九月学徒ChIP-seq学习成果展(6万字总结)(上篇)
学徒第4周是ChIP-seq数据分析实战训练,讲义大纲文末的阅读原文,配套视频在B站:
九月学徒已经结业,表现还不错,学了几个NGS组学数据处理加上部分单细胞,随机安排的文献数据处理图表复现也完成的还不赖,昨天在生信技能树的WGCNA代码就是他写的;重复一篇WGCNA分析的文章(代码版)
因为公众号排版真的是力气活,同样我也是逼着学徒自己排版的,反正这辈子就苦这么一回!“作词作曲”都是他自己!
因为学徒提交作业实在是太长,超过了微信公众号发完限制,所以分成上下文!
首先是上游Chip-Seq
1.文章数据选取
这里紧跟jimmy大神的脚本,选择同样的文章数据,来自于《CARM1 Methylates Chromatin Remodeling Factor BAF155 to Enhance Tumor Progression and Metastasis》
作者首先实验证明了用small haripin RNA来knockout CARM1 只能达到90%的敲除效果,有趣的是,对CARM1的功能影响非常小,说明只需要极少量的CARM1就可以发挥很好的作用。
因此作者通过zinc finger nuclease这种基因组编辑技术设计了100%敲除CARM1的实验材料,这样就能比较CARM1有无时各种蛋白被催化状态了。

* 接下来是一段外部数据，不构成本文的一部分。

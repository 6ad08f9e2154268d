//! Checker integration tests.
//!
//! Parses an expression and checks it against a static repository, then
//! compares the diagnostic sequence (message, start, end).

use bumpalo::Bump;
use exprcheck_checker::check;
use exprcheck_parser::Parser;
use exprcheck_types::*;
use pretty_assertions::assert_eq;

/// Helper: parse and check `source`, returning (message, start, end) triples.
fn check_source(source: &str, scope: &SymbolTable) -> Vec<(String, u32, u32)> {
    let arena = Bump::new();
    let mut parser = Parser::new(&arena, "expr", source);
    let expression = parser.parse_expression();
    assert!(parser.take_diagnostics().is_empty(), "unexpected parse errors in {source:?}");
    let repository = StaticTypeRepository::new();
    check(expression, scope, &repository)
        .into_iter()
        .map(|d| (d.message_text.clone(), d.start(), d.end()))
        .collect()
}

fn messages(source: &str, scope: &SymbolTable) -> Vec<String> {
    check_source(source, scope).into_iter().map(|(m, _, _)| m).collect()
}

fn scope_of(bindings: &[(&str, TypeRef)]) -> SymbolTable {
    bindings
        .iter()
        .map(|(name, ty)| StaticSymbol::new(*name, ty.clone()).into_ref())
        .collect()
}

fn diag(message: &str, start: u32, end: u32) -> (String, u32, u32) {
    (message.to_string(), start, end)
}

const ARITHMETIC_LEFT: &str = "The left-hand side of an arithmetic operation must be of type 'number' or 'any'";
const ARITHMETIC_RIGHT: &str = "The right-hand side of an arithmetic operation must be of type 'number' or 'any'";
const INSTANCEOF_LEFT: &str = "The left-hand side of an 'instanceof' expression must be of type 'object' or 'any'";
const INSTANCEOF_RIGHT: &str = "The right-hand side of an 'instanceof' expression must be of type 'Function' or 'any'";
const IN_LEFT: &str = "The left-hand side of an 'in' expression must be of type 'string', 'number', 'symbol' or 'any'";
const IN_RIGHT: &str = "The right-hand side of an 'in' expression must be of type 'object' or 'any'";

// ============================================================================
// Addition
// ============================================================================

#[test]
fn test_numeric_addition_is_valid() {
    assert_eq!(check_source("1 + 2 + 3", &SymbolTable::new()), vec![]);
}

#[test]
fn test_string_concatenation_is_universal() {
    assert_eq!(check_source("\"1\" + 2 + null", &SymbolTable::new()), vec![]);
    assert_eq!(check_source("true + `x`", &SymbolTable::new()), vec![]);
}

#[test]
fn test_plus_mismatch_spans_whole_expression() {
    assert_eq!(
        check_source("1 + true", &SymbolTable::new()),
        vec![diag("The binary operator '+' cannot be applied to type 'number' and 'boolean'", 0, 8)]
    );
}

#[test]
fn test_plus_mismatch_uses_type_names() {
    assert_eq!(
        messages("null + undefined", &SymbolTable::new()),
        vec!["The binary operator '+' cannot be applied to type 'null' and 'undefined'"]
    );
}

// ============================================================================
// Arithmetic
// ============================================================================

#[test]
fn test_arithmetic_left_operand_span() {
    assert_eq!(check_source("true - 42", &SymbolTable::new()), vec![diag(ARITHMETIC_LEFT, 0, 4)]);
}

#[test]
fn test_arithmetic_both_operands() {
    assert_eq!(
        check_source("\"a\" * null", &SymbolTable::new()),
        vec![diag(ARITHMETIC_LEFT, 0, 3), diag(ARITHMETIC_RIGHT, 6, 10)]
    );
}

#[test]
fn test_modulo_and_exponent_are_arithmetic() {
    assert_eq!(check_source("2 % \"x\"", &SymbolTable::new()), vec![diag(ARITHMETIC_RIGHT, 4, 7)]);
    assert_eq!(check_source("true ** 2", &SymbolTable::new()), vec![diag(ARITHMETIC_LEFT, 0, 4)]);
}

// ============================================================================
// Identifiers
// ============================================================================

#[test]
fn test_unresolved_identifier_does_not_cascade() {
    let scope = scope_of(&[("foo", StaticType::of_kind(TypeKind::Number))]);
    assert_eq!(
        check_source("foo + bar + 123", &scope),
        vec![diag("'bar' is not defined", 6, 9)]
    );
}

#[test]
fn test_unresolved_identifier_in_arithmetic() {
    assert_eq!(
        check_source("x * 2", &SymbolTable::new()),
        vec![diag("'x' is not defined", 0, 1)]
    );
}

#[test]
fn test_unbound_undefined_is_undefined_type() {
    assert_eq!(check_source("undefined - 1", &SymbolTable::new()), vec![diag(ARITHMETIC_LEFT, 0, 9)]);
}

#[test]
fn test_bound_undefined_shadows() {
    let scope = scope_of(&[("undefined", StaticType::of_kind(TypeKind::Number))]);
    assert_eq!(check_source("undefined - 1", &scope), vec![]);
}

// ============================================================================
// instanceof / in
// ============================================================================

#[test]
fn test_instanceof_valid() {
    let scope = scope_of(&[
        ("foo", StaticType::of_kind(TypeKind::Object)),
        ("Bar", StaticType::of_kind(TypeKind::Function)),
    ]);
    assert_eq!(check_source("foo instanceof Bar", &scope), vec![]);
}

#[test]
fn test_instanceof_each_side_independent() {
    let left_wrong = scope_of(&[
        ("foo", StaticType::of_kind(TypeKind::Function)),
        ("Bar", StaticType::of_kind(TypeKind::Function)),
    ]);
    assert_eq!(check_source("foo instanceof Bar", &left_wrong), vec![diag(INSTANCEOF_LEFT, 0, 3)]);

    let right_wrong = scope_of(&[
        ("foo", StaticType::of_kind(TypeKind::Object)),
        ("Bar", StaticType::of_kind(TypeKind::Object)),
    ]);
    assert_eq!(check_source("foo instanceof Bar", &right_wrong), vec![diag(INSTANCEOF_RIGHT, 15, 18)]);

    let both_wrong = scope_of(&[
        ("foo", StaticType::of_kind(TypeKind::Function)),
        ("Bar", StaticType::of_kind(TypeKind::Object)),
    ]);
    assert_eq!(
        check_source("foo instanceof Bar", &both_wrong),
        vec![diag(INSTANCEOF_LEFT, 0, 3), diag(INSTANCEOF_RIGHT, 15, 18)]
    );
}

#[test]
fn test_in_right_operand_null() {
    assert_eq!(check_source("\"key\" in null", &SymbolTable::new()), vec![diag(IN_RIGHT, 9, 13)]);
}

#[test]
fn test_in_left_operand() {
    let scope = scope_of(&[("o", StaticType::of_kind(TypeKind::Object))]);
    assert_eq!(check_source("true in o", &scope), vec![diag(IN_LEFT, 0, 4)]);
    assert_eq!(check_source("1 in o", &scope), vec![]);
}

// ============================================================================
// Any and equality
// ============================================================================

#[test]
fn test_any_operands_never_mismatch() {
    let scope = scope_of(&[
        ("a", StaticType::of_kind(TypeKind::Any)),
        ("b", StaticType::of_kind(TypeKind::Any)),
    ]);
    for source in [
        "a + b", "a - b", "a * b", "a / b", "a % b", "a ** b", "a === b", "a !== b", "a == b",
        "a instanceof b", "a in b", "a.x", "a()", "(a + b) * (a - b)",
    ] {
        assert_eq!(check_source(source, &scope), vec![], "{source}");
    }
}

#[test]
fn test_equality_is_permissive() {
    assert_eq!(check_source("1 === \"a\"", &SymbolTable::new()), vec![]);
    assert_eq!(check_source("null != true", &SymbolTable::new()), vec![]);
}

#[test]
fn test_equality_result_is_boolean() {
    assert_eq!(
        messages("(1 === 2) - 1", &SymbolTable::new()),
        vec![ARITHMETIC_LEFT.to_string()]
    );
}

// ============================================================================
// Ordering and idempotence
// ============================================================================

#[test]
fn test_outer_diagnostics_precede_inner() {
    assert_eq!(
        check_source("(x - 1) + true", &SymbolTable::new()),
        vec![
            diag("The binary operator '+' cannot be applied to type 'number' and 'boolean'", 0, 14),
            diag("'x' is not defined", 1, 2),
        ]
    );
}

#[test]
fn test_left_operand_diagnostics_precede_right() {
    assert_eq!(
        check_source("(true - 1) * (1 - null)", &SymbolTable::new()),
        vec![diag(ARITHMETIC_LEFT, 1, 5), diag(ARITHMETIC_RIGHT, 18, 22)]
    );
}

#[test]
fn test_check_is_idempotent() {
    let arena = Bump::new();
    let mut parser = Parser::new(&arena, "expr", "a + true - \"s\" * b");
    let expression = parser.parse_expression();
    let scope = scope_of(&[("a", StaticType::of_kind(TypeKind::Boolean))]);
    let repository = StaticTypeRepository::new();
    let first = check(expression, &scope, &repository);
    let second = check(expression, &scope, &repository);
    assert!(!first.is_empty());
    assert_eq!(first, second);
}

#[test]
#[should_panic(expected = "TypeKind::Other")]
fn test_repository_rejects_other() {
    StaticTypeRepository::new().type_by_kind(TypeKind::Other);
}

// ============================================================================
// Members and calls
// ============================================================================

fn point_scope() -> SymbolTable {
    let number = StaticType::of_kind(TypeKind::Number);
    let members = scope_of(&[("x", number.clone()), ("label", StaticType::of_kind(TypeKind::String))]);
    let point = StaticType::new("Point", TypeKind::Other).with_members(members).into_ref();
    scope_of(&[("p", point), ("n", number)])
}

#[test]
fn test_property_access_uses_member_type() {
    assert_eq!(check_source("p.x * 2", &point_scope()), vec![]);
    assert_eq!(check_source("p.label * 2", &point_scope()), vec![diag(ARITHMETIC_LEFT, 0, 7)]);
}

#[test]
fn test_missing_property_is_reported_on_name() {
    assert_eq!(
        check_source("p.y", &point_scope()),
        vec![diag("Property 'y' does not exist on type 'Point'", 2, 3)]
    );
}

#[test]
fn test_property_of_primitive_is_any() {
    assert_eq!(check_source("n.whatever - 1", &point_scope()), vec![]);
}

fn callable_scope() -> SymbolTable {
    let number = StaticType::of_kind(TypeKind::Number);
    let string = StaticType::of_kind(TypeKind::String);
    let f = StaticType::new("(a: number) => string", TypeKind::Other)
        .with_call_signature(CallSignature::new(ArgTypes::Fixed(vec![number.clone()]), string.clone()))
        .into_ref();
    let g = StaticType::new("(a: number, ...rest: number[]) => number", TypeKind::Other)
        .with_call_signature(CallSignature::new(
            ArgTypes::Variadic { leading: vec![number.clone()], rest: number.clone() },
            number.clone(),
        ))
        .into_ref();
    let h = StaticType::new("(...args: any[]) => number", TypeKind::Other)
        .with_call_signature(CallSignature::new(ArgTypes::Any, number.clone()))
        .into_ref();
    scope_of(&[
        ("f", f),
        ("g", g),
        ("h", h),
        ("F", StaticType::of_kind(TypeKind::Function)),
        ("n", number),
    ])
}

#[test]
fn test_call_returns_signature_type() {
    assert_eq!(
        check_source("f(1) - 1", &callable_scope()),
        vec![diag(ARITHMETIC_LEFT, 0, 4)]
    );
    assert_eq!(check_source("g(1, 2, 3) - 1", &callable_scope()), vec![]);
    assert_eq!(check_source("h() - h(1, 2)", &callable_scope()), vec![]);
}

#[test]
fn test_call_arity_mismatch() {
    assert_eq!(
        check_source("f()", &callable_scope()),
        vec![diag("Expected 1 arguments, but got 0", 0, 3)]
    );
    assert_eq!(
        check_source("g()", &callable_scope()),
        vec![diag("Expected at least 1 arguments, but got 0", 0, 3)]
    );
}

#[test]
fn test_call_without_signatures() {
    assert_eq!(check_source("F(1, 2)", &callable_scope()), vec![]);
    assert_eq!(
        check_source("n()", &callable_scope()),
        vec![diag("This expression is not callable. Type 'number' has no call signatures", 0, 1)]
    );
}

#[test]
fn test_call_arguments_are_checked() {
    assert_eq!(
        check_source("f(missing)", &callable_scope()),
        vec![diag("'missing' is not defined", 2, 9)]
    );
}

// ============================================================================
// Other expression forms
// ============================================================================

#[test]
fn test_unary_and_typeof_results() {
    assert_eq!(check_source("-true * 2", &SymbolTable::new()), vec![]);
    assert_eq!(check_source("!1 - 2", &SymbolTable::new()), vec![diag(ARITHMETIC_LEFT, 0, 2)]);
    assert_eq!(check_source("typeof 1 - 2", &SymbolTable::new()), vec![diag(ARITHMETIC_LEFT, 0, 8)]);
    assert_eq!(check_source("void 0 - 2", &SymbolTable::new()), vec![diag(ARITHMETIC_LEFT, 0, 6)]);
}

#[test]
fn test_conditional_result() {
    assert_eq!(check_source("(true ? 1 : 2) - 1", &SymbolTable::new()), vec![]);
    assert_eq!(check_source("(true ? 1 : \"a\") - 1", &SymbolTable::new()), vec![]);
    assert_eq!(
        check_source("(true ? \"a\" : \"b\") - 1", &SymbolTable::new()),
        vec![diag(ARITHMETIC_LEFT, 0, 18)]
    );
}

#[test]
fn test_logical_operators() {
    assert_eq!(check_source("(1 && \"a\") - 1", &SymbolTable::new()), vec![diag(ARITHMETIC_LEFT, 0, 10)]);
    assert_eq!(check_source("(1 || \"a\") - 1", &SymbolTable::new()), vec![]);
    assert_eq!(check_source("(\"a\" ?? \"b\") - 1", &SymbolTable::new()), vec![diag(ARITHMETIC_LEFT, 0, 12)]);
}

// ============================================================================
// Depth limit
// ============================================================================

const TOO_DEEP: &str = "Expression is too deeply nested to check.";

/// `1 + 1 + ... + 1` with `terms` operands; parsed by iteration, so the tree
/// is as deep as the chain is long.
fn addition_chain(terms: usize) -> String {
    let mut source = "1 + ".repeat(terms - 1);
    source.push('1');
    source
}

#[test]
fn test_long_chain_within_depth_is_checked() {
    assert_eq!(check_source(&addition_chain(300), &SymbolTable::new()), vec![]);
}

#[test]
fn test_very_long_chain_reports_once_instead_of_overflowing() {
    assert_eq!(messages(&addition_chain(100_000), &SymbolTable::new()), vec![TOO_DEEP.to_string()]);
}

#[test]
fn test_operators_above_the_depth_limit_are_still_checked() {
    let source = format!("{} - true", addition_chain(10_000));
    let end = source.chars().count() as u32;
    let diagnostics = check_source(&source, &SymbolTable::new());
    assert_eq!(diagnostics.len(), 2);
    assert_eq!(diagnostics[0], diag(ARITHMETIC_RIGHT, end - 4, end));
    assert_eq!(diagnostics[1].0, TOO_DEEP);
}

其中SWI/SNF(BAF) chromatin remodeling complex 染色质重构复合物的一个亚基 BAF155,非常明显的只有在CARM1这个基因完好无损的细胞系里面才能被正常的甲基化。作者证明了BAF155是CARM1这个基因非常好的一个底物, 而且通过巧妙的实验设计,证明了BAF155这个蛋白的第1064位氨基酸(R) 是 CARM1的作用位点。
因为早就有各种文献说明了SWI/SNF(BAF) chromatin remodeling complex 染色质重构复合物在癌症的重要作用, 所以作者也很自然想探究BAF155在癌症的功能详情,这里作者选择的是ChIP-seq技术。BAF155是作为SWI/SNF(BAF) chromatin remodeling complex 染色质重构复合物的一个组分,必然可以直接或者间接的结合DNA。
而ChIP-seq技术最适合来探究能直接或者间接结合DNA的蛋白的功能,所以作者构造了一种细胞系(MCF7),它的BAF155蛋白的第1064位氨基酸(R) 突变而无法被CARM1这个基因催化而甲基化,然后比较突变的细胞系和野生型细胞系的BAF155的两个ChIP-seq结果,这样就可以研究BAF155是否必须要被CARM1这个基因催化而甲基化后才能行使生物学功能。
作者用me-BAF155特异性抗体+western bloting 证明了正常的野生型MCF7细胞系里面有~74%的BAF155被甲基化。
有一个细胞系SKOV3,可以正常表达除了BAF155之外的其余14种SWI/SNF(BAF) chromatin remodeling complex 染色质重构复合物,而不管是把突变的细胞系和野生型细胞系的BAF155混在里面都可以促进染色质重构复合物的组装,所以甲基化与否并不影响这个染色质重构复合物的组装,重点应该研究的是甲基化会影响BAF155在基因组其它地方结合。
2.数据下载
考虑到原始文件过大(主要是练习的服务器配置不够),所以只下载了4个文件,就是WT和MUT的input和IP的数据。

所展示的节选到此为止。